__EXERCISE BRIEF__:
Extract every line from the records below that contains the word "String".

(Saved entries)
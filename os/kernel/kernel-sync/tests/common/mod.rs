//! A uniprocessor model for the blocking primitives.
//!
//! Every simulated kernel thread is a `std` thread, but only the one holding
//! the CPU token runs. `block` and `yield_now` hand the token to the next
//! ready thread; `unblock` only queues. Each thread keeps its own interrupt
//! flag, saved and restored on every switch like `EFLAGS` on a context
//! switch. Threads start with interrupts enabled.

#![allow(dead_code)]

use kernel_sync::{IntrStatus, Interrupts, Scheduler, ThreadStatus};
use std::any::Any;
use std::collections::{HashMap, HashSet, VecDeque};
use std::panic::{self, AssertUnwindSafe};
use std::sync::{Arc, Condvar, Mutex, MutexGuard, PoisonError};
use std::thread;

#[derive(Debug, Copy, Clone, Eq, PartialEq, Hash)]
pub struct Tid(pub usize);

#[derive(Default)]
struct State {
    running: Option<Tid>,
    ready: VecDeque<Tid>,
    blocked: HashSet<Tid>,
    saved_intr: HashMap<Tid, IntrStatus>,
    intr: Option<IntrStatus>,
    halted: bool,
}

pub struct Cpu {
    state: Mutex<State>,
    cv: Condvar,
    first_panic: Mutex<Option<Box<dyn Any + Send>>>,
}

pub type Body = Box<dyn FnOnce(&Cpu) + Send>;

impl Cpu {
    fn lock(&self) -> MutexGuard<'_, State> {
        self.state.lock().unwrap_or_else(PoisonError::into_inner)
    }

    /// Run `bodies` as threads `Tid(0)`, `Tid(1)`, ... in that start order
    /// until all have finished. The first panic of any thread is re-raised.
    pub fn run(bodies: Vec<Body>) {
        let cpu = Arc::new(Self {
            state: Mutex::new(State::default()),
            cv: Condvar::new(),
            first_panic: Mutex::new(None),
        });
        {
            let mut s = cpu.lock();
            s.ready = (0..bodies.len()).map(Tid).collect();
            s.running = s.ready.pop_front();
        }

        let handles: Vec<_> = bodies
            .into_iter()
            .enumerate()
            .map(|(i, body)| {
                let cpu = Arc::clone(&cpu);
                thread::spawn(move || {
                    let result = panic::catch_unwind(AssertUnwindSafe(|| {
                        cpu.wait_for_cpu(Tid(i));
                        body(&cpu);
                    }));
                    if let Err(payload) = result {
                        let mut first = cpu
                            .first_panic
                            .lock()
                            .unwrap_or_else(PoisonError::into_inner);
                        if first.is_none() {
                            *first = Some(payload);
                        }
                        drop(first);
                        cpu.exit(Tid(i), true);
                    } else {
                        cpu.exit(Tid(i), false);
                    }
                })
            })
            .collect();

        for h in handles {
            h.join().expect("simulated thread escaped its harness");
        }
        let first_panic = cpu
            .first_panic
            .lock()
            .unwrap_or_else(PoisonError::into_inner)
            .take();
        if let Some(payload) = first_panic {
            panic::resume_unwind(payload);
        }
    }

    fn wait_for_cpu(&self, tid: Tid) {
        let mut s = self.lock();
        loop {
            assert!(!s.halted, "simulated CPU halted while {tid:?} was waiting");
            if s.running == Some(tid) {
                break;
            }
            s = self.cv.wait(s).unwrap_or_else(PoisonError::into_inner);
        }
        s.intr = Some(s.saved_intr.remove(&tid).unwrap_or(IntrStatus::On));
    }

    /// Pass the CPU to the next ready thread. Caller has saved its own state.
    fn switch_away(&self, mut s: MutexGuard<'_, State>) {
        s.running = s.ready.pop_front();
        if s.running.is_none() && !s.blocked.is_empty() {
            s.halted = true;
        }
        drop(s);
        self.cv.notify_all();
    }

    fn exit(&self, tid: Tid, panicked: bool) {
        let mut s = self.lock();
        if panicked {
            s.halted = true;
        }
        if s.running == Some(tid) {
            self.switch_away(s);
        } else {
            drop(s);
            self.cv.notify_all();
        }
    }

    fn current(&self) -> Tid {
        self.lock().running.expect("no thread on the CPU")
    }

    /// Let the next ready thread run; come back after it blocks, yields or exits.
    pub fn yield_now(&self) {
        let tid = self.current();
        {
            let mut s = self.lock();
            let intr = s.intr.unwrap_or(IntrStatus::On);
            s.saved_intr.insert(tid, intr);
            s.ready.push_back(tid);
            self.switch_away(s);
        }
        self.wait_for_cpu(tid);
    }

    /// Threads currently blocked.
    pub fn blocked(&self) -> usize {
        self.lock().blocked.len()
    }
}

impl Interrupts for Cpu {
    fn status(&self) -> IntrStatus {
        self.lock().intr.unwrap_or(IntrStatus::On)
    }

    fn enable(&self) -> IntrStatus {
        self.lock().intr.replace(IntrStatus::On).unwrap_or(IntrStatus::On)
    }

    fn disable(&self) -> IntrStatus {
        self.lock().intr.replace(IntrStatus::Off).unwrap_or(IntrStatus::On)
    }
}

impl Scheduler for Cpu {
    type Thread = Tid;

    fn running_thread(&self) -> Tid {
        self.current()
    }

    fn block(&self, reason: ThreadStatus) {
        assert_eq!(reason, ThreadStatus::Blocked);
        let tid = self.current();
        {
            let mut s = self.lock();
            assert_eq!(s.intr, Some(IntrStatus::Off), "blocking with interrupts on");
            s.saved_intr.insert(tid, IntrStatus::Off);
            s.blocked.insert(tid);
            self.switch_away(s);
        }
        self.wait_for_cpu(tid);
    }

    fn unblock(&self, thread: Tid) {
        let mut s = self.lock();
        assert!(s.blocked.remove(&thread), "{thread:?} was not blocked");
        s.ready.push_back(thread);
    }
}

/// Shared, ordered event log.
#[derive(Clone, Default)]
pub struct Trace(Arc<Mutex<Vec<String>>>);

impl Trace {
    pub fn push(&self, event: impl Into<String>) {
        self.0.lock().unwrap().push(event.into());
    }

    pub fn events(&self) -> Vec<String> {
        self.0.lock().unwrap().clone()
    }
}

__RESPONSE TO THE TASK__:
pub struct Trace(Arc<Mutex<Vec<String>>>);
    pub fn push(&self, event: impl Into<String>) {
    pub fn events(&self) -> Vec<String> {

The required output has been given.